Brown is wood, black coal
If we take this at face value, for the latter half of the 19th century, that Adams was writing about, coal simply swapped for wood, and before that there had long been 3kW of wood per person.

But if that was the case, what on Earth was Henry talking about? Well, for example, in 1800 you went to England on a wooden sailboat, and in 1900 you went on a coal-powered steamship. Big difference. Doesn't show up in the raw energy numbers.
The bottom line is that using wood as fungible with energy is very problematic. In early days, the vast majority of woodcutting was not for firewood; it was to clear land for farming. (And those farms provided the real fuel, i.e. food.) Wood didn't save work; it cost a lot of work. If I clear land with a controlled burn, that wood simply doesn't count as energy fuel. 
So we need to think of the Henry Adams Curve primarily in terms of coal and subsequent fossil fuels. They were useful; they let us do things we couldn't before; they powered the Industrial Revolution. Henry Adams lived through the flourishing of the Industrial Revolution in America, and that is what he was talking about.

So here's the curve again, just fossils this time. We can zoom in on the Victorian period that Henry was talking about and it has a remarkable fit to an exponential growth curve (and remember we are talking per capita):
Wow. --and guess what: this isn't a 2% growth rate, it's a 4.2% growth rate. This curve was almost entirely coal-driven. The inflection point where it begins to flatline is exactly 1911: World War I. 
For most of the rest of the 20th century coal stayed more or less flat, but another curve based on oil, gas, and nuclear succeeded it:

Again, quite a good fit for those years; the big dip is of course the Great Depression.
The growth rate of the second curve isn't 2% either: it's 5.7%.
(Above a 0 level of 5kW)

You can see that the 2% curve (green) I used as the Henry Adams Curve in the book is a trend averaged from both of these.

If we had stayed on even the second curve, we wouldn't be using just 2.5 times as much energy, we'd be using 5 times. And as I argue in the book, that should have been quite technologically feasible.

If only we had wanted to.


  1. Is there a parallel between the food-to-coal or sailboat-to-steamship transition (where we went from "no measurable energy" to "measurable") and the people-to-computers or hardware-to-software transition that coincides with the flattening of the curve in your last chart? Doing more with the same energy becomes a computer science problem, not an energy engineering problem.

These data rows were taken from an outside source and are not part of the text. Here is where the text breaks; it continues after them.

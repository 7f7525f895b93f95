use std::panic::{catch_unwind, AssertUnwindSafe};

use channelfs_core::{Channel, Mode, Permissions, Phase, Whence};
use channelfs_plugins::default_registry;
use tempfile::tempdir;

#[test]
fn file_round_trip_works() {
    let dir = tempdir().unwrap();
    let locator = format!("File://{}", dir.path().join("x").display());
    let registry = default_registry();
    let payload: Vec<u8> = (0..100u8).collect();

    let mut channel = Channel::new();
    channel
        .open(
            &registry,
            &locator,
            Mode::WRITE_ONLY | Mode::CREATE | Mode::TRUNCATE,
            Permissions::USER_READ | Permissions::USER_WRITE,
        )
        .unwrap();
    assert_eq!(channel.write_block(&payload).unwrap(), 100);
    channel.close().unwrap();

    let mut channel = Channel::new();
    channel
        .open(&registry, &locator, Mode::READ_ONLY, Permissions::empty())
        .unwrap();
    let fd = channel.get_property("Fd").and_then(|p| p.as_fd()).unwrap();
    assert!(fd >= 0);

    let mut read_back = vec![0u8; 100];
    assert_eq!(channel.read_block(&mut read_back).unwrap(), 100);
    assert_eq!(read_back, payload);

    channel.close().unwrap();
    channel.clear();
    assert_eq!(channel.phase(), Phase::Constructed);

    let after_clear = catch_unwind(AssertUnwindSafe(|| channel.get_property("Fd")));
    assert!(after_clear.is_err());
}

#[test]
fn open_from_string_works() {
    let dir = tempdir().unwrap();
    let path = dir.path().join("described");
    let registry = default_registry();

    let mut channel = Channel::new();
    channel
        .open_from_string(
            &registry,
            &format!(
                "stream = File name = '{}' mode = 'WRITE_ONLY | CREATE' perm = 0600",
                path.display()
            ),
        )
        .unwrap();
    assert_eq!(channel.permissions().bits(), 0o600);
    channel.puts("described").unwrap();
    channel.close().unwrap();

    assert_eq!(std::fs::read(&path).unwrap(), b"described");
}

#[test]
fn pushback_over_a_file_works() {
    let dir = tempdir().unwrap();
    let path = dir.path().join("tokens");
    std::fs::write(&path, b"alpha beta").unwrap();

    let mut channel = Channel::new();
    channel
        .open(
            &default_registry(),
            &format!("File://{}", path.display()),
            Mode::READ_WRITE,
            Permissions::empty(),
        )
        .unwrap();

    let mut word = [0u8; 6];
    channel.read_block(&mut word).unwrap();
    channel.unget(&word[5..]).unwrap();
    assert_eq!(channel.tell().unwrap(), 5);

    // the write lands where the caller stands, not where the OS is
    channel.puts("_").unwrap();
    channel.seek(0, Whence::Start).unwrap();
    let mut all = [0u8; 10];
    channel.read_block(&mut all).unwrap();
    assert_eq!(&all, b"alpha_beta");
    channel.close().unwrap();
}

#[test]
fn memory_copy_between_channels_works() {
    let registry = default_registry();

    let mut source = Channel::new();
    source
        .open(&registry, "Rand://Printables seed = 9", Mode::empty(), Permissions::empty())
        .unwrap();
    let mut target = Channel::new();
    target
        .open(&registry, "Mem://64", Mode::empty(), Permissions::empty())
        .unwrap();

    let mut buf = [0u8; 16];
    let mut copied = 0;
    while !target.eof() {
        source.read_block(&mut buf).unwrap();
        copied += target.write_block(&buf).unwrap();
    }
    assert_eq!(copied, 64);
    assert_eq!(target.bytes_written(), 64);
    // the last block found the target full
    assert_eq!(source.bytes_read(), 80);
}

#[test]
fn memory_seek_back_after_reading_past_pushback_works() {
    let mut channel = Channel::new();
    channel
        .open(&default_registry(), "Mem://16", Mode::empty(), Permissions::empty())
        .unwrap();
    channel.puts("0123456789").unwrap();
    channel.rewind().unwrap();

    let mut four = [0u8; 4];
    channel.read_block(&mut four).unwrap();
    channel.unget(b"23").unwrap();
    let mut five = [0u8; 5];
    channel.read_block(&mut five).unwrap();
    assert_eq!(&five, b"23456");

    assert_eq!(channel.seek(-2, Whence::Current).unwrap(), 5);
    let mut two = [0u8; 2];
    channel.read_block(&mut two).unwrap();
    assert_eq!(&two, b"56");

    // a write through an emptied pushback is what a backward seek finds
    channel.unget(b"56").unwrap();
    channel.read_block(&mut two).unwrap();
    channel.puts("XY").unwrap();
    assert_eq!(channel.seek(-2, Whence::Current).unwrap(), 7);
    channel.read_block(&mut two).unwrap();
    assert_eq!(&two, b"XY");
    channel.close().unwrap();
}
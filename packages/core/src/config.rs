//! Channel configuration.

use serde::{Deserialize, Serialize};

use crate::WriteBufferConfig;

const PUSHBACK_CAPACITY_VAR: &str = "CHANNELFS_PUSHBACK_CAPACITY";
const WRITE_BUFFER_VAR: &str = "CHANNELFS_WRITE_BUFFER";
const WRITE_BUFFER_AUTORESIZE_VAR: &str = "CHANNELFS_WRITE_BUFFER_AUTORESIZE";

/// Tunables applied when a channel is constructed.
#[derive(Debug, Clone, PartialEq, Eq, Serialize, Deserialize)]
#[serde(default)]
pub struct ChannelConfig {
    /// Capacity of the pushback buffer in bytes.
    pub pushback_capacity: usize,
    /// Write coalescing, off when `None`.
    pub write_buffer: Option<WriteBufferConfig>,
}

impl Default for ChannelConfig {
    fn default() -> Self {
        Self {
            pushback_capacity: 1024,
            write_buffer: None,
        }
    }
}

impl ChannelConfig {
    /// Defaults overlaid with `CHANNELFS_*` environment variables.
    ///
    /// Unparseable values are ignored with a warning.
    pub fn from_env() -> Self {
        Self::default().overlay(|name| std::env::var(name).ok())
    }

    fn overlay<F>(mut self, var: F) -> Self
    where
        F: Fn(&str) -> Option<String>,
    {
        let number = |name: &str| -> Option<usize> {
            let value = var(name)?;
            match value.trim().parse() {
                Ok(n) => Some(n),
                Err(_) => {
                    log::warn!("ignoring {}={:?}: not a byte count", name, value);
                    None
                }
            }
        };

        if let Some(capacity) = number(PUSHBACK_CAPACITY_VAR) {
            self.pushback_capacity = capacity;
        }

        if let Some(capacity) = number(WRITE_BUFFER_VAR) {
            self.write_buffer = if capacity == 0 {
                None
            } else {
                Some(WriteBufferConfig {
                    capacity,
                    auto_resize: false,
                })
            };
        }

        if let Some(buffer) = self.write_buffer.as_mut() {
            if let Some(flag) = var(WRITE_BUFFER_AUTORESIZE_VAR) {
                buffer.auto_resize = matches!(flag.trim(), "1" | "true" | "yes" | "on");
            }
        }

        self
    }
}

#[cfg(test)]
mod tests {
    use super::*;
    use std::collections::HashMap;

    fn env(pairs: &[(&str, &str)]) -> impl Fn(&str) -> Option<String> {
        let map: HashMap<String, String> = pairs
            .iter()
            .map(|(k, v)| (k.to_string(), v.to_string()))
            .collect();
        move |name| map.get(name).cloned()
    }

    #[test]
    fn overlay_works() {
        let config = ChannelConfig::default().overlay(env(&[
            (PUSHBACK_CAPACITY_VAR, "64"),
            (WRITE_BUFFER_VAR, "512"),
            (WRITE_BUFFER_AUTORESIZE_VAR, "true"),
        ]));
        assert_eq!(config.pushback_capacity, 64);
        assert_eq!(
            config.write_buffer,
            Some(WriteBufferConfig {
                capacity: 512,
                auto_resize: true
            })
        );
    }

    #[test]
    fn zero_disables_write_buffer() {
        let config = ChannelConfig {
            write_buffer: Some(WriteBufferConfig::default()),
            ..ChannelConfig::default()
        }
        .overlay(env(&[(WRITE_BUFFER_VAR, "0")]));
        assert!(config.write_buffer.is_none());
    }

    #[test]
    fn bad_values_are_ignored() {
        let config = ChannelConfig::default().overlay(env(&[(PUSHBACK_CAPACITY_VAR, "lots")]));
        assert_eq!(config.pushback_capacity, 1024);
    }

    #[test]
    fn json_round_trip_with_defaults() {
        let config: ChannelConfig = serde_json::from_str(r#"{"pushback_capacity": 8}"#).unwrap();
        assert_eq!(config.pushback_capacity, 8);
        assert!(config.write_buffer.is_none());

        let text = serde_json::to_string(&config).unwrap();
        assert_eq!(serde_json::from_str::<ChannelConfig>(&text).unwrap(), config);
    }
}
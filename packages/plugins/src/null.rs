//! `Null://`: reads end immediately, writes vanish.

use channelfs_core::{Backend, ChannelError, Mode, OpenRequest, Options, Plugin, Transfer};

#[derive(Debug, Default)]
struct Null;

impl Backend for Null {
    fn read(&mut self, _buf: &mut [u8]) -> Result<Transfer, ChannelError> {
        Ok(Transfer::eof(0))
    }

    fn write(&mut self, buf: &[u8]) -> Result<Transfer, ChannelError> {
        Ok(Transfer::new(buf.len()))
    }

    fn close(&mut self) -> Result<(), ChannelError> {
        Ok(())
    }
}

#[derive(Debug, Clone, Copy, Default)]
pub struct NullPlugin;

impl Plugin for NullPlugin {
    fn scheme(&self) -> &'static str {
        "Null"
    }

    fn default_mode(&self) -> Option<Mode> {
        Some(Mode::READ_WRITE)
    }

    fn payload_options(&self, _payload: &str) -> Result<Options, ChannelError> {
        Ok(Options::new())
    }

    fn open(&self, _request: &OpenRequest<'_>) -> Result<Box<dyn Backend>, ChannelError> {
        Ok(Box::new(Null))
    }
}

#[cfg(test)]
mod tests {
    use super::*;
    use channelfs_core::{Channel, Permissions, Registry};

    #[test]
    fn null_works() {
        let registry = Registry::new().with(NullPlugin);
        let mut channel = Channel::new();
        channel
            .open(&registry, "Null://", Mode::empty(), Permissions::empty())
            .unwrap();

        assert_eq!(channel.write_block(&[7u8; 4096]).unwrap(), 4096);
        let mut buf = [0u8; 8];
        assert_eq!(channel.read(&mut buf).unwrap(), 0);
        assert!(channel.eof());
        assert_eq!(channel.bytes_written(), 4096);
        channel.close().unwrap();
    }
}
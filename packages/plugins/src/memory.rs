//! Memory schemes: `Mem`, `MemMapFd` and `Shm`.

use std::os::unix::io::RawFd;

use channelfs_core::{
    Backend, ChannelError, Mode, OpenRequest, Options, Permissions, Plugin,
};
use channelfs_generic::{map_named, Mapping, Memory, SysvSegment};

use crate::args;

/// `Mem://size`: a zeroed buffer owned by the channel.
#[derive(Debug, Clone, Copy, Default)]
pub struct MemPlugin;

impl Plugin for MemPlugin {
    fn scheme(&self) -> &'static str {
        "Mem"
    }

    fn default_mode(&self) -> Option<Mode> {
        Some(Mode::READ_WRITE)
    }

    fn payload_options(&self, payload: &str) -> Result<Options, ChannelError> {
        let mut options = Options::new();
        if !payload.is_empty() {
            options.push("size", payload);
        }
        Ok(options)
    }

    fn open(&self, request: &OpenRequest<'_>) -> Result<Box<dyn Backend>, ChannelError> {
        let size = args::positive(request.options, "size")?;
        let size = usize::try_from(size).map_err(|_| ChannelError::OutOfRange {
            what: "size",
            value: size.to_string(),
        })?;
        Ok(Box::new(Memory::new(
            vec![0u8; size],
            request.mode.can_write(),
        )))
    }
}

/// `MemMapFd://fd:size`: map an open descriptor.
///
/// Needs an explicit access mode and permissions. With `CREATE` or
/// `TRUNCATE` the object is emptied and grown to `size` first; closing a
/// writable mapping trims the object to the final position.
#[derive(Debug, Clone, Copy, Default)]
pub struct MemMapFdPlugin;

impl Plugin for MemMapFdPlugin {
    fn scheme(&self) -> &'static str {
        "MemMapFd"
    }

    fn payload_options(&self, payload: &str) -> Result<Options, ChannelError> {
        let mut options = Options::new();
        if !payload.is_empty() {
            let (fd, size) = args::split_pair(payload, "fd:size payload")?;
            options.push("fd", fd);
            options.push("size", size);
        }
        Ok(options)
    }

    fn open(&self, request: &OpenRequest<'_>) -> Result<Box<dyn Backend>, ChannelError> {
        let options = request.options;
        let fd = args::required_number(options, "fd")?;
        let fd = RawFd::try_from(fd).unwrap_or(-1);
        let size = args::positive(options, "size")?;
        if request.permissions.is_empty() && !options.contains("perm") {
            log::warn!("no access permissions were given for the mapping");
            return Err(ChannelError::MissingOption { option: "perm" });
        }

        let mapping = Mapping::map(fd, size, request.mode)?;
        Ok(Box::new(Memory::new(mapping, request.mode.can_write())))
    }
}

/// `Shm://name:size` or `Shm://key:size`: shared memory.
///
/// A numeric first part is a System V key, anything else a POSIX object
/// name. `key` and `name` options are mutually exclusive. Permissions
/// default to [`Permissions::ALL`].
#[derive(Debug, Clone, Copy, Default)]
pub struct ShmPlugin;

impl Plugin for ShmPlugin {
    fn scheme(&self) -> &'static str {
        "Shm"
    }

    fn default_mode(&self) -> Option<Mode> {
        Some(Mode::READ_WRITE)
    }

    fn payload_options(&self, payload: &str) -> Result<Options, ChannelError> {
        let mut options = Options::new();
        if !payload.is_empty() {
            let (id, size) = args::split_pair(payload, "name:size payload")?;
            let reference = if args::is_number(id) { "key" } else { "name" };
            options.push(reference, id);
            options.push("size", size);
        }
        Ok(options)
    }

    fn open(&self, request: &OpenRequest<'_>) -> Result<Box<dyn Backend>, ChannelError> {
        let options = request.options;
        let size = args::positive(options, "size")?;
        let permissions = request.permissions.or(Permissions::ALL);
        let writable = request.mode.can_write();

        match (options.get("name"), options.get_number("key")?) {
            (Some(_), Some(_)) => {
                log::warn!("found both a name and a key for shared memory");
                Err(ChannelError::BadFlags {
                    message: "key and name are mutually exclusive".to_string(),
                })
            }
            (Some(name), None) => {
                let mapping = map_named(name, size, request.mode, permissions)?;
                Ok(Box::new(Memory::new(mapping, writable)))
            }
            (None, Some(key)) => {
                let segment = SysvSegment::attach(key, size, request.mode, permissions)?;
                Ok(Box::new(Memory::new(segment, writable)))
            }
            (None, None) => Err(ChannelError::MissingOption { option: "name" }),
        }
    }
}
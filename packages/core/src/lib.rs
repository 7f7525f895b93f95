//! Core of channelfs: the [`Channel`] handle and the [`Backend`] contract.
//!
//! A channel is one read/write/seek/close surface over very different media.
//! Each medium is a [`Backend`]; each locator scheme is a [`Plugin`] that
//! opens backends, found through a [`Registry`]. The channel owns what is
//! common to every medium:
//!
//! - the lifecycle ([`Phase`]) and access mode ([`Mode`])
//! - a caller-supplied pushback buffer for `unget`
//! - the single seek algorithm, which serves relative seeks from the
//!   pushback buffer and only asks the backend to reposition when it can
//! - optional write coalescing ([`WriteBuffer`])
//! - the last error and the byte counters
//!
//! # Example
//!
//! ```rust
//! use channelfs_core::{Backend, Channel, ChannelError, Mode, Transfer};
//!
//! struct Zeros;
//!
//! impl Backend for Zeros {
//!     fn read(&mut self, buf: &mut [u8]) -> Result<Transfer, ChannelError> {
//!         buf.fill(0);
//!         Ok(Transfer::new(buf.len()))
//!     }
//!     fn write(&mut self, _buf: &[u8]) -> Result<Transfer, ChannelError> {
//!         Ok(Transfer::new(0))
//!     }
//!     fn close(&mut self) -> Result<(), ChannelError> {
//!         Ok(())
//!     }
//! }
//!
//! let mut channel = Channel::new();
//! channel.open_backend("Zeros", Box::new(Zeros), Mode::READ_ONLY).unwrap();
//!
//! let mut buf = [1u8; 4];
//! assert_eq!(channel.read(&mut buf).unwrap(), 4);
//! channel.unget(&buf[2..]).unwrap();
//! assert_eq!(channel.tell().unwrap(), 2);
//! channel.close().unwrap();
//! ```

mod backend;
mod channel;
mod config;
mod error;
mod mode;
mod plugin;
mod pushback;
mod seek;
mod write_buffer;

#[cfg(test)]
mod testing;

pub use backend::{Backend, Property, Reposition, Transfer};
pub use channel::{Channel, Phase};
pub use config::ChannelConfig;
pub use error::{ChannelError, ErrorKind};
pub use mode::{Access, Mode, Permissions};
pub use plugin::{OpenRequest, Opened, Plugin, Registry};
pub use pushback::Pushback;
pub use seek::Whence;
pub use write_buffer::{WriteBuffer, WriteBufferConfig};

pub use channelfs_locator::{Locator, LocatorError, Options};
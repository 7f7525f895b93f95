//! Backends over a fixed-size block of memory.

use std::io::SeekFrom;

use channelfs_core::{Backend, ChannelError, Property, Reposition, Transfer, Whence};

/// A contiguous block of bytes with a fixed length.
///
/// Implementors own whatever OS resource backs the bytes. They are released
/// exactly once through [`Region::release`]; a region that is dropped
/// without being released is deliberately leaked, which is how a channel
/// opened with `NOT_CLOSE` leaves a mapping alive.
///
/// # Object Safety
///
/// This trait is object-safe, so `Memory<Box<dyn Region>>` works.
pub trait Region: Send {
    fn bytes(&self) -> &[u8];

    fn bytes_mut(&mut self) -> &mut [u8];

    /// Give the bytes back to the OS. `position` is the channel's final
    /// position, for regions that trim their backing object to it.
    fn release(&mut self, _position: u64) -> Result<(), ChannelError> {
        Ok(())
    }
}

impl Region for Vec<u8> {
    fn bytes(&self) -> &[u8] {
        self
    }

    fn bytes_mut(&mut self) -> &mut [u8] {
        self
    }
}

// Blanket implementations for boxed regions

impl<R: Region + ?Sized> Region for Box<R> {
    fn bytes(&self) -> &[u8] {
        (**self).bytes()
    }

    fn bytes_mut(&mut self) -> &mut [u8] {
        (**self).bytes_mut()
    }

    fn release(&mut self, position: u64) -> Result<(), ChannelError> {
        (**self).release(position)
    }
}

/// Bounds-checked reads and writes over a [`Region`].
///
/// Transfers that run past the end are clamped and raise EOF. Seeks are
/// range-checked against `[0, len]`.
#[derive(Debug)]
pub struct Memory<R: Region> {
    region: Option<R>,
    position: usize,
    writable: bool,
}

impl Memory<Vec<u8>> {
    /// A zero-filled in-process buffer.
    pub fn zeroed(size: usize) -> Self {
        Memory::new(vec![0u8; size], true)
    }
}

impl<R: Region> Memory<R> {
    pub fn new(region: R, writable: bool) -> Self {
        Self {
            region: Some(region),
            position: 0,
            writable,
        }
    }

    pub fn len(&self) -> usize {
        self.region.as_ref().map_or(0, |r| r.bytes().len())
    }

    pub fn is_empty(&self) -> bool {
        self.len() == 0
    }

    pub fn position(&self) -> usize {
        self.position
    }

    /// The region, until it has been released.
    pub fn region(&self) -> Option<&R> {
        self.region.as_ref()
    }

    fn released() -> ChannelError {
        ChannelError::Unsupported {
            operation: "access after release",
            scheme: "Memory",
        }
    }

    fn release(&mut self) -> Result<(), ChannelError> {
        match self.region.take() {
            Some(mut region) => region.release(self.position as u64),
            None => Ok(()),
        }
    }
}

impl<R: Region> Backend for Memory<R> {
    fn read(&mut self, buf: &mut [u8]) -> Result<Transfer, ChannelError> {
        let bytes = self.region.as_ref().ok_or_else(Self::released)?.bytes();
        let start = self.position.min(bytes.len());
        let count = (bytes.len() - start).min(buf.len());
        buf[..count].copy_from_slice(&bytes[start..start + count]);
        self.position = start + count;
        Ok(Transfer {
            bytes: count,
            eof: count < buf.len(),
        })
    }

    fn write(&mut self, buf: &[u8]) -> Result<Transfer, ChannelError> {
        if !self.writable {
            return Err(ChannelError::AccessViolation {
                operation: "writing",
            });
        }
        let bytes = self.region.as_mut().ok_or_else(Self::released)?.bytes_mut();
        let start = self.position.min(bytes.len());
        let count = (bytes.len() - start).min(buf.len());
        bytes[start..start + count].copy_from_slice(&buf[..count]);
        self.position = start + count;
        Ok(Transfer {
            bytes: count,
            eof: count < buf.len(),
        })
    }

    fn repositioner(&mut self) -> Option<&mut dyn Reposition> {
        Some(self)
    }

    fn close(&mut self) -> Result<(), ChannelError> {
        self.release()
    }

    fn detach(&mut self) {
        if let Some(region) = self.region.take() {
            log::debug!("leaving {} bytes of memory attached", region.bytes().len());
        }
    }

    fn property(&self, name: &str) -> Option<Property> {
        let region = self.region.as_ref()?;
        match name {
            "MemPointer" => Some(Property::Address(region.bytes().as_ptr() as usize)),
            "Size" => Some(Property::Size(region.bytes().len() as u64)),
            _ => None,
        }
    }
}

impl<R: Region> Reposition for Memory<R> {
    fn reposition(&mut self, to: SeekFrom) -> Result<u64, ChannelError> {
        let len = self.len() as i64;
        let (offset, whence) = Whence::from_seek_from(to)?;
        let base = match whence {
            Whence::Start => 0,
            Whence::Current => self.position as i64,
            Whence::End => len,
        };
        let target = base
            .checked_add(offset)
            .filter(|t| (0..=len).contains(t))
            .ok_or(ChannelError::SeekOutOfRange { offset, whence })?;
        self.position = target as usize;
        Ok(target as u64)
    }
}

impl<R: Region> Drop for Memory<R> {
    fn drop(&mut self) {
        if let Err(e) = self.release() {
            log::warn!("releasing memory region failed: {}", e);
        }
    }
}

#[cfg(test)]
mod tests {
    use super::*;
    use std::sync::atomic::{AtomicUsize, Ordering};
    use std::sync::Arc;

    #[test]
    fn clamps_at_the_end() {
        let mut memory = Memory::new(b"0123456789".to_vec(), true);
        memory.reposition(SeekFrom::Start(7)).unwrap();

        let mut buf = [0u8; 5];
        assert_eq!(memory.read(&mut buf).unwrap(), Transfer { bytes: 3, eof: true });
        assert_eq!(&buf[..3], b"789");
        assert_eq!(memory.read(&mut buf).unwrap(), Transfer { bytes: 0, eof: true });

        memory.reposition(SeekFrom::Start(8)).unwrap();
        assert_eq!(memory.write(b"abcd").unwrap(), Transfer { bytes: 2, eof: true });
        assert_eq!(memory.region().unwrap().as_slice(), b"01234567ab");
    }

    #[test]
    fn seek_is_range_checked() {
        let mut memory = Memory::zeroed(10);
        assert_eq!(memory.reposition(SeekFrom::Start(10)).unwrap(), 10);
        assert_eq!(memory.reposition(SeekFrom::End(-4)).unwrap(), 6);

        let err = memory.reposition(SeekFrom::Start(11)).unwrap_err();
        assert!(matches!(err, ChannelError::SeekOutOfRange { offset: 11, .. }));
        assert_eq!(memory.position(), 6);
        assert!(memory.reposition(SeekFrom::Current(-7)).is_err());
        assert_eq!(memory.position(), 6);
    }

    #[test]
    fn read_only_memory_refuses_writes() {
        let mut memory = Memory::new(vec![1u8; 4], false);
        let err = memory.write(b"x").unwrap_err();
        assert!(matches!(err, ChannelError::AccessViolation { .. }));
    }

    #[test]
    fn properties_work() {
        let memory = Memory::zeroed(32);
        assert_eq!(memory.property("Size"), Some(Property::Size(32)));
        assert!(matches!(memory.property("MemPointer"), Some(Property::Address(a)) if a != 0));
        assert_eq!(memory.property("Fd"), None);
    }

    struct Counted {
        bytes: Vec<u8>,
        released: Arc<AtomicUsize>,
        trimmed_to: Arc<AtomicUsize>,
    }

    impl Region for Counted {
        fn bytes(&self) -> &[u8] {
            &self.bytes
        }

        fn bytes_mut(&mut self) -> &mut [u8] {
            &mut self.bytes
        }

        fn release(&mut self, position: u64) -> Result<(), ChannelError> {
            self.released.fetch_add(1, Ordering::SeqCst);
            self.trimmed_to.store(position as usize, Ordering::SeqCst);
            Ok(())
        }
    }

    #[test]
    fn release_happens_once() {
        let released = Arc::new(AtomicUsize::new(0));
        let trimmed_to = Arc::new(AtomicUsize::new(0));
        let mut memory = Memory::new(
            Counted {
                bytes: vec![0u8; 8],
                released: released.clone(),
                trimmed_to: trimmed_to.clone(),
            },
            true,
        );
        memory.write(b"abc").unwrap();
        memory.close().unwrap();
        memory.close().unwrap();
        drop(memory);

        assert_eq!(released.load(Ordering::SeqCst), 1);
        assert_eq!(trimmed_to.load(Ordering::SeqCst), 3);
    }

    #[test]
    fn detach_skips_release() {
        let released = Arc::new(AtomicUsize::new(0));
        let mut memory = Memory::new(
            Counted {
                bytes: vec![0u8; 8],
                released: released.clone(),
                trimmed_to: Arc::new(AtomicUsize::new(0)),
            },
            true,
        );
        memory.detach();
        drop(memory);
        assert_eq!(released.load(Ordering::SeqCst), 0);
    }
}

    Maybe I'm trying to introduce "productivity" as an alternative denominator or something, but the change ca. 1970 is interesting. I'm sure you had a theory in your book, but I can't remember if it scratched this particular itch.

    1. Yes but they all correlate with energy pricr

  2. The Henry Adams Curve always included an energy efficiency component of comparable size to the total energy per cap component. The hugest gains in relative terms came in the 18th century with the shift from Newcomen to Watt steam engines!
    A computer today can run off a couple of AAA batteries and do 10,000 times the computation as one in 1970 using a full kilowatt. (Personal experience, both ends!) But there are 2 factors you have to consider: First, how much extra value do you get out of that? Computation isn't an end in itself. Second, has the quality of life kept with the roughly factor of 10 increase we would have expected from the HAC, on the average? If you specialize in computers, absolutely, and greatly exceeded it. But for everyone else, say waitresses and truck drivers (the 2 most common professions in the US), the value added is minor if not negative.